Probe Exposes Flaws Behind HealthCare.gov Rollout

| August 5, 2014 | 0 Comments |

Probe exposes flaws behind HealthCare.gov rolloutFILE – This Nov. 5, 2013 file photo shows Medicare chief Marilyn Tavenner testifying on Capitol Hill in Washington. Management failures by the Obama administration set the stage for the computer woes that paralyzed the president’s new health care program last fall, nonpartisan investigators said in testimony released Wednesday. […]

WASHINGTON (AP) — Management failures by the Obama administration set the stage for computer woes that paralyzed the president’s new health care program last fall, nonpartisan investigators said in a report released Wednesday.

While the administration was publicly assuring consumers that they would soon have seamless online access to health insurance, a chaotic procurement process was about to deliver a stumbling start.

After a months-long investigation, the Government Accountability Office found that the administration lacked “effective planning or oversight practices” for the development of HealthCare.gov, the portal for millions of uninsured Americans.

As a result the government incurred “significant cost increases, schedule slips and delayed system functionality,” William Woods, a GAO contracting expert, said in testimony prepared for a hearing Thursday by the House Energy and Commerce Committee. GAO is the nonpartisan investigative agency of Congress.

Spokesman Aaron Albright said the administration takes its responsibility for contract oversight seriously and has already started carrying out improvements that go beyond GAO’s recommendations. The congressional investigators recommended a cost control plan and other changes to establish clear procedures and improve oversight.
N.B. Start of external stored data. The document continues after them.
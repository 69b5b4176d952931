//! Synchronization between local search state and the shared services.

pub mod query_binding;
pub mod url;

pub use query_binding::{QueryStateBinding, SyncTargets, connect_to_query_state};
pub use url::GlobalUrlSync;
The report faults the Centers for Medicare and Medicaid Service for ineffective oversight. Known as CMS, the agency is part of the Department of Health and Human Services and was designated to administer Obama’s health care law.

— Contractors were not given a coherent plan, and instead jumped around from issue to issue.

— The cost of a glitchy computerized sign-up system for consumers ballooned from $56 million to more than $209 million from Sept. 2011 to Feb. 2014. The cost of the electronic backroom for verifying applicants’ information jumped from $30 million to almost $85 million.

— CMS, representing the administration, failed to follow up on how well the contractors performed.